- **Work to be completed**
The answer must consist of every line in the records below that contains the string "derive".

- **Information**
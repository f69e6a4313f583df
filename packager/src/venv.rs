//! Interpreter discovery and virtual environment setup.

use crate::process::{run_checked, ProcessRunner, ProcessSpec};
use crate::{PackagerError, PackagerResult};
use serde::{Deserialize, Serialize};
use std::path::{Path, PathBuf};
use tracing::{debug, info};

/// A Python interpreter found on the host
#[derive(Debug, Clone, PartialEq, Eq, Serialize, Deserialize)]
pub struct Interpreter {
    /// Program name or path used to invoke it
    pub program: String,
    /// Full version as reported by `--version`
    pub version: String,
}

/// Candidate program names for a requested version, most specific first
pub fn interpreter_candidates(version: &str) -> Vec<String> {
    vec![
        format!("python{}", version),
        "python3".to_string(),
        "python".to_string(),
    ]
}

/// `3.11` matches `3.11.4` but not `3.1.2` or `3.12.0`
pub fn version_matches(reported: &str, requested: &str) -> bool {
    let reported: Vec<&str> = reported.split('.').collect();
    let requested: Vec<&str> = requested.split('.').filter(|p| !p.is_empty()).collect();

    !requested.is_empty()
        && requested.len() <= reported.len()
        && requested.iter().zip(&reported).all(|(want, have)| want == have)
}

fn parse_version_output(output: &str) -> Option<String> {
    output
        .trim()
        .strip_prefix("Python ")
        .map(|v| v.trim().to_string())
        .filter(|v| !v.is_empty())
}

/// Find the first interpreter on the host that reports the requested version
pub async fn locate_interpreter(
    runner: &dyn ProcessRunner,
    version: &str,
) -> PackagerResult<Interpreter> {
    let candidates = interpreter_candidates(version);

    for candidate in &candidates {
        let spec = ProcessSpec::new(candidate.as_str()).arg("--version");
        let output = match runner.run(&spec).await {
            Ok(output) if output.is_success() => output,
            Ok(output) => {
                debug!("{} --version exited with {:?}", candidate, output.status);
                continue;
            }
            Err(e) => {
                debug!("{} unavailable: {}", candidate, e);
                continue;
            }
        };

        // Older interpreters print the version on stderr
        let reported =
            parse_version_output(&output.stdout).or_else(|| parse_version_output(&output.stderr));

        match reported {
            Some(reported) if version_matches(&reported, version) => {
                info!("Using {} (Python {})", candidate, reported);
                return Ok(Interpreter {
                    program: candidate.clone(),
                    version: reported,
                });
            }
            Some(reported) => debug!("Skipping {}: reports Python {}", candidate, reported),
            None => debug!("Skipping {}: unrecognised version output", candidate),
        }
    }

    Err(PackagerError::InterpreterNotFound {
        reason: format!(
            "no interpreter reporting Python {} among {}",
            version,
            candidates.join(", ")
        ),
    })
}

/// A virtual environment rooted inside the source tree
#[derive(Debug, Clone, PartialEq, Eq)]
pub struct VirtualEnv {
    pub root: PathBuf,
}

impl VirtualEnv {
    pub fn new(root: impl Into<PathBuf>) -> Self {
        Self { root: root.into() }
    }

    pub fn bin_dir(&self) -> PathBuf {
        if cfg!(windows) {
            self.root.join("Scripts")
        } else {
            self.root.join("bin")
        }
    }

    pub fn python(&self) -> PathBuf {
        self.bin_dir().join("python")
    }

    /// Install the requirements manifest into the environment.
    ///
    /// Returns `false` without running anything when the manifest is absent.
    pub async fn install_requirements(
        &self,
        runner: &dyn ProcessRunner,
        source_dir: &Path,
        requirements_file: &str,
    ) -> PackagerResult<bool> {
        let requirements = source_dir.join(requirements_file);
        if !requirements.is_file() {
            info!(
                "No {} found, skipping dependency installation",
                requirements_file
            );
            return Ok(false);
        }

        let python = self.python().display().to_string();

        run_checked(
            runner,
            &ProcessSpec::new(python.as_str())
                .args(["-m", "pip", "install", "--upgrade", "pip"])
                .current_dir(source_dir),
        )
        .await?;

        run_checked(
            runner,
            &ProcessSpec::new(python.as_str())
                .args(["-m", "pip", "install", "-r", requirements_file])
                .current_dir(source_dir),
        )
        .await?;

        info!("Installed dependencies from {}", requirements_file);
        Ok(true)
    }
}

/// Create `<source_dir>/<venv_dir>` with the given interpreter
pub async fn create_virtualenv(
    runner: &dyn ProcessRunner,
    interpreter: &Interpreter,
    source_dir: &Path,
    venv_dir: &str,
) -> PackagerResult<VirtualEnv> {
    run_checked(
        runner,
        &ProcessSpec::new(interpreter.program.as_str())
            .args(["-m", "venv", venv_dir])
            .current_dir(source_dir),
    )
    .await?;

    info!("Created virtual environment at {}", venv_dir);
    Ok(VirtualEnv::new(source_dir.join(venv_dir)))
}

---

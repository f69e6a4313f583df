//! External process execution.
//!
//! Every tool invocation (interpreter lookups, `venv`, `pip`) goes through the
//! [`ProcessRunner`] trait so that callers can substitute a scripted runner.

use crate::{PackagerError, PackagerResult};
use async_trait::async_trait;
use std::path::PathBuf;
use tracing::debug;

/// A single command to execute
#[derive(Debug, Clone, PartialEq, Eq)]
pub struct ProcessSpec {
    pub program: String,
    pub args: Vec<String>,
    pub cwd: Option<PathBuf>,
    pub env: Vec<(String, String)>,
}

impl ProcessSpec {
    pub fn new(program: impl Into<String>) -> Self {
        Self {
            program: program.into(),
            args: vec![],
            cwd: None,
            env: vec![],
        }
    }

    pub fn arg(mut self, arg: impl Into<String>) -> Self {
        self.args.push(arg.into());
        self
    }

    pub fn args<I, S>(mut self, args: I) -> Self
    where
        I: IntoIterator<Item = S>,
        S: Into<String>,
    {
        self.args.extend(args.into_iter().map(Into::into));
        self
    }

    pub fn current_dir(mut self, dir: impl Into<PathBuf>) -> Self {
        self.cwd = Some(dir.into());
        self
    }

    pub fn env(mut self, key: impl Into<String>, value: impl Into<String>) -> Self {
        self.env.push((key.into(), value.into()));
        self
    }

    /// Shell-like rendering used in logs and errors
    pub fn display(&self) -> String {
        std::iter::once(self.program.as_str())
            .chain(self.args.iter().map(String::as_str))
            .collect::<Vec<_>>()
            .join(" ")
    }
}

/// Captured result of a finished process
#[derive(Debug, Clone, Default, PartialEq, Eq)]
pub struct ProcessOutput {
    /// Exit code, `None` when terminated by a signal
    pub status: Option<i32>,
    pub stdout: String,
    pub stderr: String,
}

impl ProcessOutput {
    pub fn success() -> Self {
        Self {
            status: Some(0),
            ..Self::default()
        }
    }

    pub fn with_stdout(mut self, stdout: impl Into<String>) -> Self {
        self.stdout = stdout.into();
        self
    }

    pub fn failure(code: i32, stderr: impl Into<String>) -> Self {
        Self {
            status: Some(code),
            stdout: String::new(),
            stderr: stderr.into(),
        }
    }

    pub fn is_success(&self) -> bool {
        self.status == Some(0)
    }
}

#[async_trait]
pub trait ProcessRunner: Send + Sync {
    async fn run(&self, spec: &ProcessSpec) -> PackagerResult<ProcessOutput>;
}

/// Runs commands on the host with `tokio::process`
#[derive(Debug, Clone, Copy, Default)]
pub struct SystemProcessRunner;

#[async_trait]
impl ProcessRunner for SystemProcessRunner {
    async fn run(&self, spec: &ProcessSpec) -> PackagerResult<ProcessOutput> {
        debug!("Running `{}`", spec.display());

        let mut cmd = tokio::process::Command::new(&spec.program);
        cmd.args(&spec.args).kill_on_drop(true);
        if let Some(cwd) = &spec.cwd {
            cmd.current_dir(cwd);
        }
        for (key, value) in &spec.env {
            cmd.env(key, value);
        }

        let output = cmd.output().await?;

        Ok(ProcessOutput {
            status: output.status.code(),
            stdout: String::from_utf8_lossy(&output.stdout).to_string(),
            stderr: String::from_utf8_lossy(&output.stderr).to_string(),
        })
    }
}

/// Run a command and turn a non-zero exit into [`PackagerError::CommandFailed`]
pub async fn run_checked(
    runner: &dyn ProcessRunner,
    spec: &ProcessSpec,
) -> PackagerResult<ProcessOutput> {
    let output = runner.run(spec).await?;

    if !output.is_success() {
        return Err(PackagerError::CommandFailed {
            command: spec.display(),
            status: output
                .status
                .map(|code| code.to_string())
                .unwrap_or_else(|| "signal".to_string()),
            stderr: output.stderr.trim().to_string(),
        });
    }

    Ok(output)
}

- **Completed exercise**
#[derive(Debug, Clone, PartialEq, Eq, Serialize, Deserialize)]
#[derive(Debug, Clone, PartialEq, Eq)]
#[derive(Debug, Clone, PartialEq, Eq)]
#[derive(Debug, Clone, Default, PartialEq, Eq)]
#[derive(Debug, Clone, Copy, Default)]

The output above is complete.